#### [TASK ITEM]
Work through the data below and give the number of lines holding the word "cell", without any other text.

#### [DATASET EXTRACT]
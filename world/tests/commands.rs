use fog_tactics_core::{
    ActionError, ActionKind, Attributes, Command, Direction, Event, Faction, GridCoord,
    RejectionReason, UnitId,
};
use fog_tactics_world::{self as world, query, World};

fn spawn(world: &mut World, faction: Faction, cell: GridCoord) -> UnitId {
    let mut events = Vec::new();
    world::apply(
        world,
        Command::SpawnUnit {
            faction,
            cell,
            attributes: Attributes::uniform(100),
        },
        &mut events,
    );
    events
        .into_iter()
        .find_map(|event| match event {
            Event::UnitSpawned { unit, .. } => Some(unit),
            _ => None,
        })
        .expect("spawn accepted")
}

fn fog_recomputes(events: &[Event]) -> usize {
    events
        .iter()
        .filter(|event| matches!(event, Event::FogRecomputed { .. }))
        .count()
}

fn rejection(events: &[Event]) -> Option<RejectionReason> {
    events.iter().find_map(|event| match event {
        Event::CommandRejected { reason, .. } => Some(*reason),
        _ => None,
    })
}

#[test]
fn fog_reveals_every_tile_within_radius_of_a_player() {
    let mut world = World::new();
    let _ = spawn(&mut world, Faction::Player, GridCoord::new(20, 20));
    let _ = spawn(&mut world, Faction::Player, GridCoord::new(0, 0));

    let fog = query::fog_view(&world);
    for cell in query::tile_grid(&world).tiles() {
        let expected = cell.manhattan_distance(GridCoord::new(20, 20)) <= 10
            || cell.manhattan_distance(GridCoord::new(0, 0)) <= 10;
        assert_eq!(fog.is_visible(cell), expected, "tile {cell}");
    }
}

#[test]
fn move_updates_position_flags_and_fog_once() {
    let mut world = World::new();
    let player = spawn(&mut world, Faction::Player, GridCoord::new(20, 20));
    let before = query::fog_recomputations(&world);

    let mut events = Vec::new();
    world::apply(
        &mut world,
        Command::MoveUnit {
            unit: player,
            to: GridCoord::new(22, 21),
        },
        &mut events,
    );

    assert_eq!(fog_recomputes(&events), 1);
    assert_eq!(query::fog_recomputations(&world), before + 1);
    let snapshot = query::unit(&world, player).expect("player alive");
    assert_eq!(snapshot.cell, GridCoord::new(22, 21));
    assert!(snapshot.flags.has_moved);
    assert!(snapshot.flags.has_acted);
    assert!(!query::is_occupied(&world, GridCoord::new(20, 20)));
    assert!(query::is_occupied(&world, GridCoord::new(22, 21)));
    assert!(query::fog_view(&world).is_visible(GridCoord::new(32, 21)));
    assert!(!query::fog_view(&world).is_visible(GridCoord::new(10, 20)));
}

#[test]
fn move_beyond_range_is_rejected_without_side_effects() {
    let mut world = World::new();
    let player = spawn(&mut world, Faction::Player, GridCoord::new(20, 20));
    let before = query::fog_recomputations(&world);

    let mut events = Vec::new();
    world::apply(
        &mut world,
        Command::MoveUnit {
            unit: player,
            to: GridCoord::new(24, 20),
        },
        &mut events,
    );

    assert_eq!(
        rejection(&events),
        Some(RejectionReason::Action(ActionError::OutOfRange {
            from: GridCoord::new(20, 20),
            to: GridCoord::new(24, 20),
            distance: 4,
            range: 3,
        }))
    );
    assert_eq!(query::fog_recomputations(&world), before);
    let snapshot = query::unit(&world, player).expect("player alive");
    assert_eq!(snapshot.cell, GridCoord::new(20, 20));
    assert!(!snapshot.flags.has_acted);
}

#[test]
fn second_move_in_a_round_is_rejected() {
    let mut world = World::new();
    let player = spawn(&mut world, Faction::Player, GridCoord::new(5, 5));
    let mut events = Vec::new();
    world::apply(
        &mut world,
        Command::MoveUnit {
            unit: player,
            to: GridCoord::new(6, 5),
        },
        &mut events,
    );
    events.clear();

    world::apply(
        &mut world,
        Command::MoveUnit {
            unit: player,
            to: GridCoord::new(7, 5),
        },
        &mut events,
    );
    assert_eq!(
        rejection(&events),
        Some(RejectionReason::Action(ActionError::AlreadyMoved { unit: player }))
    );
}

#[test]
fn lethal_attack_removes_target_and_releases_tile() {
    let mut world = World::new();
    let player = spawn(&mut world, Faction::Player, GridCoord::new(20, 20));
    let enemy = spawn(&mut world, Faction::Enemy, GridCoord::new(21, 20));

    let mut events = Vec::new();
    for _ in 0..4 {
        world::apply(
            &mut world,
            Command::Attack {
                attacker: enemy,
                target: player,
                damage: 10,
            },
            &mut events,
        );
    }
    events.clear();
    world::apply(
        &mut world,
        Command::Attack {
            attacker: player,
            target: enemy,
            damage: 120,
        },
        &mut events,
    );

    assert!(events.contains(&Event::UnitDamaged {
        unit: enemy,
        attacker: player,
        damage: 120,
        health_after: 0,
    }));
    assert!(events.contains(&Event::UnitDied {
        unit: enemy,
        faction: Faction::Enemy,
        cell: GridCoord::new(21, 20),
    }));
    assert!(query::unit(&world, enemy).is_none());
    assert!(!query::is_occupied(&world, GridCoord::new(21, 20)));
    let player_health = query::unit(&world, player)
        .expect("player alive")
        .vitals
        .health;
    assert_eq!(player_health, 60);
}

#[test]
fn attack_requires_adjacency_and_opposing_factions() {
    let mut world = World::new();
    let first = spawn(&mut world, Faction::Player, GridCoord::new(1, 1));
    let second = spawn(&mut world, Faction::Player, GridCoord::new(1, 2));
    let enemy = spawn(&mut world, Faction::Enemy, GridCoord::new(3, 1));

    let mut events = Vec::new();
    world::apply(
        &mut world,
        Command::Attack {
            attacker: first,
            target: second,
            damage: 20,
        },
        &mut events,
    );
    assert_eq!(
        rejection(&events),
        Some(RejectionReason::Action(ActionError::SameFaction {
            attacker: first,
            target: second,
        }))
    );

    events.clear();
    world::apply(
        &mut world,
        Command::Attack {
            attacker: first,
            target: enemy,
            damage: 20,
        },
        &mut events,
    );
    assert!(matches!(
        rejection(&events),
        Some(RejectionReason::Action(ActionError::OutOfRange { distance: 2, .. }))
    ));
    assert_eq!(
        query::unit(&world, enemy).expect("enemy alive").vitals.health,
        100
    );
}

#[test]
fn enemy_attacks_reach_adjacent_tiles_regardless_of_player_range() {
    let mut world = World::new();
    let player = spawn(&mut world, Faction::Player, GridCoord::new(4, 4));
    let near = spawn(&mut world, Faction::Enemy, GridCoord::new(5, 4));
    let far = spawn(&mut world, Faction::Enemy, GridCoord::new(4, 6));

    let mut events = Vec::new();
    world::apply(
        &mut world,
        Command::ConfigureRules {
            fog_radius: 10,
            move_range: 2,
            attack_range: 3,
        },
        &mut events,
    );

    events.clear();
    world::apply(
        &mut world,
        Command::Attack {
            attacker: far,
            target: player,
            damage: 10,
        },
        &mut events,
    );
    assert!(matches!(
        rejection(&events),
        Some(RejectionReason::Action(ActionError::OutOfRange {
            distance: 2,
            range: 1,
            ..
        }))
    ));

    world::apply(
        &mut world,
        Command::ConfigureRules {
            fog_radius: 10,
            move_range: 2,
            attack_range: 0,
        },
        &mut events,
    );

    events.clear();
    world::apply(
        &mut world,
        Command::Attack {
            attacker: near,
            target: player,
            damage: 10,
        },
        &mut events,
    );
    assert_eq!(rejection(&events), None);
    assert_eq!(
        query::unit(&world, player).expect("player alive").vitals.health,
        90
    );
}

#[test]
fn advance_round_resets_flags_and_increments_round() {
    let mut world = World::new();
    let player = spawn(&mut world, Faction::Player, GridCoord::new(4, 4));
    let mut events = Vec::new();
    world::apply(
        &mut world,
        Command::EndAction {
            unit: player,
            action: ActionKind::Hold,
        },
        &mut events,
    );
    assert!(query::unit(&world, player).expect("alive").flags.has_acted);

    events.clear();
    world::apply(&mut world, Command::AdvanceRound, &mut events);

    assert!(events.contains(&Event::RoundAdvanced { round: 2 }));
    assert_eq!(fog_recomputes(&events), 1);
    let flags = query::unit(&world, player).expect("alive").flags;
    assert!(!flags.has_moved);
    assert!(!flags.has_acted);
}

#[test]
fn end_action_refuses_targeted_actions() {
    let mut world = World::new();
    let player = spawn(&mut world, Faction::Player, GridCoord::new(4, 4));
    let mut events = Vec::new();
    world::apply(
        &mut world,
        Command::EndAction {
            unit: player,
            action: ActionKind::Attack,
        },
        &mut events,
    );
    assert_eq!(
        rejection(&events),
        Some(RejectionReason::Action(ActionError::NeedsTarget {
            action: ActionKind::Attack,
        }))
    );
}

#[test]
fn enemy_step_into_an_occupied_tile_is_rejected() {
    let mut world = World::new();
    let player = spawn(&mut world, Faction::Player, GridCoord::new(20, 20));
    let enemy = spawn(&mut world, Faction::Enemy, GridCoord::new(21, 20));

    let mut events = Vec::new();
    world::apply(
        &mut world,
        Command::StepUnit {
            unit: enemy,
            direction: Direction::West,
        },
        &mut events,
    );
    assert_eq!(
        rejection(&events),
        Some(RejectionReason::Action(ActionError::Occupied {
            cell: GridCoord::new(20, 20),
            occupant: player,
        }))
    );
    assert_eq!(
        query::unit(&world, enemy).expect("alive").cell,
        GridCoord::new(21, 20)
    );
}

#[test]
fn commands_for_removed_units_report_unknown_unit() {
    let mut world = World::new();
    let mut events = Vec::new();
    let ghost = UnitId::new(99);
    world::apply(
        &mut world,
        Command::MoveUnit {
            unit: ghost,
            to: GridCoord::new(0, 0),
        },
        &mut events,
    );
    assert_eq!(
        events,
        vec![Event::CommandRejected {
            unit: Some(ghost),
            reason: RejectionReason::Action(ActionError::UnknownUnit { unit: ghost }),
        }]
    );
}

#[test]
fn enemy_visibility_follows_fog() {
    let mut world = World::new();
    let _ = spawn(&mut world, Faction::Player, GridCoord::new(0, 0));
    let near = spawn(&mut world, Faction::Enemy, GridCoord::new(5, 5));
    let far = spawn(&mut world, Faction::Enemy, GridCoord::new(30, 30));

    let units = query::unit_view(&world);
    assert!(units.get(near).expect("near").visible);
    assert!(!units.get(far).expect("far").visible);
    assert_eq!(
        query::units_within(&world, GridCoord::new(5, 4), 1, Faction::Enemy),
        vec![near]
    );
}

#### [OUTPUT BELOW]
11